Photographer

Annie Leibovitz

Photo: Robert Scoble from Half Moon Bay, USA / CC BY (https://creativecommons.org/licenses/by/2.0)

Born: October 2, 1949

Age: 70 years

Born Place: Waterbury, Connecticut, United States

Nationality: American

Gender: Female

BIOGRAPHY

Anna-Lou “Annie” Leibovitz (born October 2, 1949) is an American portrait photographer. She is best known for her engaging portraits, particularly of celebrities, which often feature subjects in intimate settings and poses. Leibovitz’s polaroid of John Lennon and Yoko Ono, taken five hours before Lennon’s murder, is considered Rolling Stone magazine’s most famous cover photograph. The Library of Congress declared her a Living Legend, and she is the first woman to have a feature exhibition at Washington’s National Portrait Gallery.

EARLY LIFE

Born in Waterbury, Connecticut, on October 2, 1949, Anna-Lou Leibovitz is the third of six children of Marilyn Edith (née Heit) and Samuel Leibovitz. She is a third-generation American. Her father was a lieutenant colonel in the U.S. Air Force of Romanian Jewish heritage and her mother was a modern dance instructor of Estonian-Jewish heritage. The family moved frequently with her father’s duty assignments, and she took her first pictures when he was stationed in the Philippines during the Vietnam War. Leibovitz’s passion for art was born out of her mother’s engagement with dance, music, and painting.

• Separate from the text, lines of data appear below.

//! Overlay appearance preferences.
//!
//! Only how the overlay looks is persisted here. Placements themselves are
//! never stored.

use crate::error::Result;
use directories::ProjectDirs;
use serde::{Deserialize, Serialize};
use std::fs;
use std::path::{Path, PathBuf};

/// Appearance settings persisted between runs.
///
/// Settings are stored as JSON in the user's config directory
/// (e.g., `~/.config/gridsnap/settings.json` on Linux).
#[derive(Clone, Debug, PartialEq, Serialize, Deserialize)]
#[serde(default)]
pub struct Settings {
    /// Darkness of the dimmed background (0-255, higher = darker).
    pub dim_alpha: u8,
    /// Draw the 3×3 divider lines.
    pub show_grid: bool,
    /// Highlight the cell the current drag would snap to.
    pub snap_preview: bool,
    /// Border width of the live selection.
    pub border_width: f32,
}

impl Settings {
    /// Returns the path to the settings file, if the platform has a config
    /// directory.
    pub fn path() -> Option<PathBuf> {
        ProjectDirs::from("", "", "gridsnap").map(|dirs| dirs.config_dir().join("settings.json"))
    }

    /// Loads settings from disk, falling back to defaults if missing or
    /// unreadable.
    pub fn load() -> Self {
        Self::path()
            .map(|path| Self::load_from(&path))
            .unwrap_or_default()
    }

    /// Loads settings from `path`, falling back to defaults.
    pub fn load_from(path: &Path) -> Self {
        fs::read_to_string(path)
            .map(|content| Self::from_json(&content))
            .unwrap_or_default()
    }

    /// Parses settings, falling back to defaults on malformed input.
    pub fn from_json(content: &str) -> Self {
        match serde_json::from_str(content) {
            Ok(settings) => settings,
            Err(e) => {
                tracing::warn!("ignoring malformed settings: {}", e);
                Self::default()
            }
        }
    }

    /// Persists settings to `path`, creating its directory if needed.
    ///
    /// # Errors
    /// Returns an error if serialization or file writing fails.
    pub fn save_to(&self, path: &Path) -> Result<()> {
        if let Some(dir) = path.parent() {
            fs::create_dir_all(dir)?;
        }
        let json = serde_json::to_string_pretty(self)?;
        fs::write(path, json)?;
        tracing::debug!(path = %path.display(), "settings saved");
        Ok(())
    }
}

impl Default for Settings {
    fn default() -> Self {
        Self {
            dim_alpha: 140,
            show_grid: true,
            snap_preview: true,
            border_width: 2.0,
        }
    }
}

#[cfg(test)]
mod tests {
    use super::*;

    #[test]
    fn partial_json_fills_defaults() {
        let s = Settings::from_json(r#"{ "dim_alpha": 200 }"#);
        assert_eq!(s.dim_alpha, 200);
        assert!(s.show_grid);
        assert!(s.snap_preview);
    }

    #[test]
    fn malformed_json_is_default() {
        assert_eq!(Settings::from_json("not json"), Settings::default());
    }

    #[test]
    fn json_round_trip() {
        let s = Settings {
            dim_alpha: 10,
            show_grid: false,
            snap_preview: false,
            border_width: 1.0,
        };
        let json = serde_json::to_string(&s).unwrap();
        assert_eq!(Settings::from_json(&json), s);
    }

    #[test]
    fn saved_settings_load_back() {
        let dir = tempfile::tempdir().unwrap();
        let path = dir.path().join("nested").join("settings.json");
        let s = Settings {
            dim_alpha: 90,
            show_grid: false,
            ..Settings::default()
        };
        s.save_to(&path).unwrap();
        assert_eq!(Settings::load_from(&path), s);
    }

    #[test]
    fn missing_file_loads_defaults() {
        let dir = tempfile::tempdir().unwrap();
        assert_eq!(
            Settings::load_from(&dir.path().join("absent.json")),
            Settings::default()
        );
    }
}
//! Selection geometry and 3×3 grid snapping.
//!
//! Everything here is pure: no state, no I/O, and every function is total over
//! its input domain apart from the explicit [`AppError::InvalidBounds`] check.
//!
//! Coordinates are surface-local logical pixels, origin top-left, y-down.
//!
//! # Example
//!
//! ```
//! use gridsnap_core::geometry::{normalize, snap_to_grid, Point, Rect};
//!
//! let bounds = Rect::new(0.0, 0.0, 900.0, 600.0);
//! let selection = normalize(Point::new(40.0, 40.0), Point::new(10.0, 10.0));
//! let cell = snap_to_grid(selection, bounds).unwrap();
//! assert_eq!(cell, Rect::new(0.0, 0.0, 300.0, 200.0));
//! ```

use crate::error::{AppError, Result};

/// Number of rows and columns in the snap grid.
pub const GRID_DIVISIONS: usize = 3;

/// A point on the overlay surface.
#[derive(Clone, Copy, Debug, Default, PartialEq)]
pub struct Point {
    pub x: f32,
    pub y: f32,
}

impl Point {
    pub const fn new(x: f32, y: f32) -> Self {
        Self { x, y }
    }
}

/// An axis-aligned rectangle with its origin at the top-left corner.
///
/// Used for live selections, the surface bounds and grid cells alike.
#[derive(Clone, Copy, Debug, Default, PartialEq)]
pub struct Rect {
    pub x: f32,
    pub y: f32,
    pub w: f32,
    pub h: f32,
}

/// The extent of the overlay surface for one session (`x = y = 0`).
pub type Bounds = Rect;

impl Rect {
    pub const fn new(x: f32, y: f32, w: f32, h: f32) -> Self {
        Self { x, y, w, h }
    }

    /// Bounds of a surface of the given size anchored at the origin.
    pub const fn from_size(w: f32, h: f32) -> Self {
        Self::new(0.0, 0.0, w, h)
    }

    #[inline]
    pub fn right(&self) -> f32 {
        self.x + self.w
    }

    #[inline]
    pub fn bottom(&self) -> f32 {
        self.y + self.h
    }

    /// Geometric center, the point a selection snaps by.
    #[inline]
    pub fn center(&self) -> Point {
        Point::new(self.x + self.w / 2.0, self.y + self.h / 2.0)
    }

    /// Inclusive on the top/left edges, exclusive on the bottom/right edges.
    pub fn contains(&self, p: Point) -> bool {
        p.x >= self.x && p.x < self.right() && p.y >= self.y && p.y < self.bottom()
    }

    /// Whether this rect can serve as the extent of a snap grid.
    pub fn is_valid_bounds(&self) -> bool {
        // Written as `> 0.0` so that NaN extents are rejected as well.
        self.w > 0.0 && self.h > 0.0
    }
}

/// Builds the selection rectangle spanned by two arbitrary corner points.
///
/// The points may come in any order; a degenerate drag (`anchor == current`)
/// yields a valid zero-area rect at that point.
pub fn normalize(anchor: Point, current: Point) -> Rect {
    Rect {
        x: anchor.x.min(current.x),
        y: anchor.y.min(current.y),
        w: (anchor.x - current.x).abs(),
        h: (anchor.y - current.y).abs(),
    }
}

fn check_bounds(bounds: Bounds) -> Result<()> {
    if bounds.is_valid_bounds() {
        Ok(())
    } else {
        Err(AppError::InvalidBounds {
            w: bounds.w,
            h: bounds.h,
        })
    }
}

/// Grid index along one axis for a coordinate.
///
/// Uses `floor`, so a coordinate exactly on a cell boundary belongs to the
/// higher-index cell. Anything outside the bounds lands in the nearest edge
/// cell.
fn grid_index(coord: f32, origin: f32, cell: f32) -> usize {
    let max = (GRID_DIVISIONS - 1) as f32;
    // `as usize` saturates NaN to 0, which keeps this total.
    ((coord - origin) / cell).floor().clamp(0.0, max) as usize
}

/// Cell rect for a row/column index; callers have validated `bounds`.
fn cell_rect(bounds: Bounds, row: usize, col: usize) -> Rect {
    let cell_w = bounds.w / GRID_DIVISIONS as f32;
    let cell_h = bounds.h / GRID_DIVISIONS as f32;
    Rect {
        x: bounds.x + (col as f32 * cell_w).round(),
        y: bounds.y + (row as f32 * cell_h).round(),
        w: cell_w.round(),
        h: cell_h.round(),
    }
}

/// Snaps `rect` to the grid cell containing its centroid.
///
/// `rect` does not have to lie within `bounds`; centroids outside are clamped
/// to the nearest edge cell. The result is always one of the nine rects
/// returned by [`cells`] for the same bounds.
///
/// # Errors
///
/// Returns [`AppError::InvalidBounds`] if `bounds.w <= 0` or `bounds.h <= 0`.
pub fn snap_to_grid(rect: Rect, bounds: Bounds) -> Result<Rect> {
    check_bounds(bounds)?;
    let (row, col) = grid_position(rect.center(), bounds);
    Ok(cell_rect(bounds, row, col))
}

/// Row and column of the cell a point falls into, clamped to the grid.
///
/// Callers are expected to pass valid bounds; see [`snap_to_grid`].
pub fn grid_position(p: Point, bounds: Bounds) -> (usize, usize) {
    let cell_w = bounds.w / GRID_DIVISIONS as f32;
    let cell_h = bounds.h / GRID_DIVISIONS as f32;
    (
        grid_index(p.y, bounds.y, cell_h),
        grid_index(p.x, bounds.x, cell_w),
    )
}

/// The rect of the cell at `(row, col)`.
///
/// # Errors
///
/// Returns [`AppError::InvalidBounds`] for invalid bounds. Indices past the
/// grid are clamped to the last row/column.
pub fn cell_at(bounds: Bounds, row: usize, col: usize) -> Result<Rect> {
    check_bounds(bounds)?;
    let last = GRID_DIVISIONS - 1;
    Ok(cell_rect(bounds, row.min(last), col.min(last)))
}

/// All nine cells of the grid in row-major order.
pub fn cells(bounds: Bounds) -> Result<[Rect; GRID_DIVISIONS * GRID_DIVISIONS]> {
    check_bounds(bounds)?;
    Ok(std::array::from_fn(|i| {
        cell_rect(bounds, i / GRID_DIVISIONS, i % GRID_DIVISIONS)
    }))
}

/// Interior divider coordinates: two vertical x positions and two horizontal
/// y positions.
pub fn grid_lines(bounds: Bounds) -> ([f32; 2], [f32; 2]) {
    let n = GRID_DIVISIONS as f32;
    (
        [bounds.x + bounds.w / n, bounds.x + 2.0 * bounds.w / n],
        [bounds.y + bounds.h / n, bounds.y + 2.0 * bounds.h / n],
    )
}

While attending Northwood High School in Silver Spring, Maryland, she became interested in various artistic endeavors and began to write and play music.

EDUCATION

Leibovitz attended the San Francisco Art Institute, where she studied painting with the intention of becoming an art teacher. At school, she had her first photography workshop and changed her major to photography. She was inspired by the work of Robert Frank and Henri Cartier-Bresson. For several years, she continued to develop her photography skills while holding various jobs, including a stint on a kibbutz in Amir, Israel, for several months in 1969.

PERSONAL LIFE

Children

Leibovitz has three daughters. Her first, Sarah Cameron Leibovitz was born in October 2001 when Leibovitz was 52 years old. Twin girls Susan and Samuelle were born to a surrogate mother in May 2005.

Relationships

Leibovitz had a close relationship with writer and essayist Susan Sontag from 1989 until Sontag’s death in 2004. During Sontag’s lifetime, neither woman publicly disclosed whether the relationship was a platonic friendship or romantic. In 2006, Newsweek magazine made reference to Leibovitz’s decade-plus relationship with Sontag, stating, “The two first met in the late ’80s, when Leibovitz photographed her for a book jacket. They never lived together, though they each had an apartment within view of the other’s.” When Leibovitz was interviewed for her autobiography A Photographer’s Life: 1990–2005, she said that the book told a number of stories, and “with Susan, it was a love story.” While The New York Times in 2009 referred to Sontag as Leibovitz’s “companion”, Leibovitz wrote in A Photographer’s Life: “words like ‘companion’ and ‘partner’ were not in our vocabulary. We were two people who helped each other through our lives. The closest word is still ‘friend’.” That same year, Leibovitz said the descriptor “lover” was accurate. She later reiterated: “Call us ‘lovers’. I like ‘lovers.’ You know, ‘lovers’ sounds romantic. I mean, I want to be perfectly clear. I love Susan.”

Religion

When asked if being Jewish is important to her, Leibovitz replied, “I’m not a practicing Jew, but I feel very Jewish.”

Financial troubles

In February 2009, Leibovitz borrowed US$15.5 million, after having experienced financial challenges, putting up several houses as well as the rights to all of her photographs as collateral. The New York Times noted that “one of the world’s most successful photographers essentially pawned every snap of the shutter she had made or will make until the loans are paid off”, and that, despite a US$50 million archive, Leibovitz had a “long history of less than careful financial dealings” and “a recent series of personal issues” including the loss of her parents and the 2004 death of Sontag, as well as the addition of two children to her family, and controversial renovation of three Greenwich Village properties.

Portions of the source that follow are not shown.